== Records shown

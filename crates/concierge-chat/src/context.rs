//! Prompt assembly for the text path.

use concierge_core::types::Interaction;

/// System prompt for the text path.
pub const SYSTEM_PROMPT: &str =
    "You are a helpful hotel voice assistant. Keep answers short and friendly.";

/// Render recent history plus the new user line into one prompt.
///
/// `recent` is newest first, as returned by the history store; it is
/// rendered oldest first.
pub fn build_prompt(system_prompt: &str, recent: &[Interaction], transcript: &str) -> String {
    let mut parts: Vec<String> = Vec::with_capacity(recent.len() + 3);
    parts.push(system_prompt.to_string());
    parts.push("\nConversation history:".to_string());
    for turn in recent.iter().rev() {
        parts.push(format!("{}: {}", turn.role.label(), turn.text));
    }
    parts.push("\nUser:".to_string());

    format!("{}\nUser: {}", parts.join("\n"), transcript)
}

/// First `max_chars` characters of `text`.
pub fn truncate_chars(text: &str, max_chars: usize) -> &str {
    match text.char_indices().nth(max_chars) {
        Some((idx, _)) => &text[..idx],
        None => text,
    }
}
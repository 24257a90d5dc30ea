//! CLI argument definitions for the concierge binary.
//!
//! Priority resolution: CLI args > env vars > config file > defaults.

use std::path::PathBuf;

use clap::Parser;

use concierge_core::config::ConciergeConfig;

/// Default config file, looked up in the working directory.
const DEFAULT_CONFIG_FILE: &str = "concierge.toml";

/// Hotel concierge backend: answers guest questions by text or voice.
#[derive(Parser, Debug)]
#[command(name = "concierge", version, about)]
pub struct CliArgs {
    /// Path to the configuration file.
    #[arg(short = 'c', long = "config")]
    pub config: Option<PathBuf>,

    /// API server port.
    #[arg(short = 'p', long = "port")]
    pub port: Option<u16>,

    /// SQLite database path (overrides DATABASE_URL).
    #[arg(short = 'd', long = "database")]
    pub database: Option<String>,

    /// Log level (trace, debug, info, warn, error).
    #[arg(short = 'l', long = "log-level")]
    pub log_level: Option<String>,

    /// Replace the FAQ table with the default entries and exit.
    #[arg(long = "seed-faqs")]
    pub seed_faqs: bool,
}

impl CliArgs {
    /// Resolve the configuration file path.
    ///
    /// Priority: --config flag > CONCIERGE_CONFIG env var > ./concierge.toml.
    /// The flag is `true` when the path was asked for explicitly, in which
    /// case a missing or broken file is an error.
    pub fn resolve_config_path(&self) -> (PathBuf, bool) {
        if let Some(ref p) = self.config {
            return (p.clone(), true);
        }
        if let Ok(p) = std::env::var("CONCIERGE_CONFIG") {
            if !p.trim().is_empty() {
                return (PathBuf::from(p), true);
            }
        }
        (PathBuf::from(DEFAULT_CONFIG_FILE), false)
    }

    /// Apply command-line overrides on top of file and env values.
    pub fn apply_overrides(&self, config: &mut ConciergeConfig) {
        if let Some(port) = self.port {
            config.server.port = port;
        }
        if let Some(ref db) = self.database {
            config.storage.database_url = Some(db.clone());
        }
        if let Some(ref level) = self.log_level {
            config.general.log_level = level.clone();
        }
    }
}
//! Error types for provider calls.

use concierge_core::error::ConciergeError;

/// Failure of a single provider call.
#[derive(Debug, thiserror::Error)]
pub enum ProviderError {
    #[error("{0} is not configured")]
    NotConfigured(String),
    #[error("network error: {0}")]
    Network(String),
    #[error("request timed out after {0}s")]
    Timeout(u64),
    #[error("upstream returned HTTP {status}: {body}")]
    Upstream { status: u16, body: String },
    #[error("invalid response: {0}")]
    InvalidResponse(String),
    #[error("no LLM provider configured")]
    NoProviders,
}

impl ProviderError {
    /// Classify a transport error from reqwest.
    ///
    /// The request URL is dropped from the message: Gemini carries its API
    /// key in the query string.
    pub fn from_reqwest(err: reqwest::Error, timeout_secs: u64) -> Self {
        if err.is_timeout() {
            ProviderError::Timeout(timeout_secs)
        } else {
            ProviderError::Network(err.without_url().to_string())
        }
    }

    /// A response body that could not be decoded.
    pub fn undecodable(err: reqwest::Error) -> Self {
        ProviderError::InvalidResponse(err.without_url().to_string())
    }
}

impl From<ProviderError> for ConciergeError {
    fn from(err: ProviderError) -> Self {
        ConciergeError::Provider(err.to_string())
    }
}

====

▸ What this task involves
Among the records, find each line where the word "Interaction" occurs, and copy it.

▸ Written reply
use concierge_core::types::Interaction;
pub fn build_prompt(system_prompt: &str, recent: &[Interaction], transcript: &str) -> String {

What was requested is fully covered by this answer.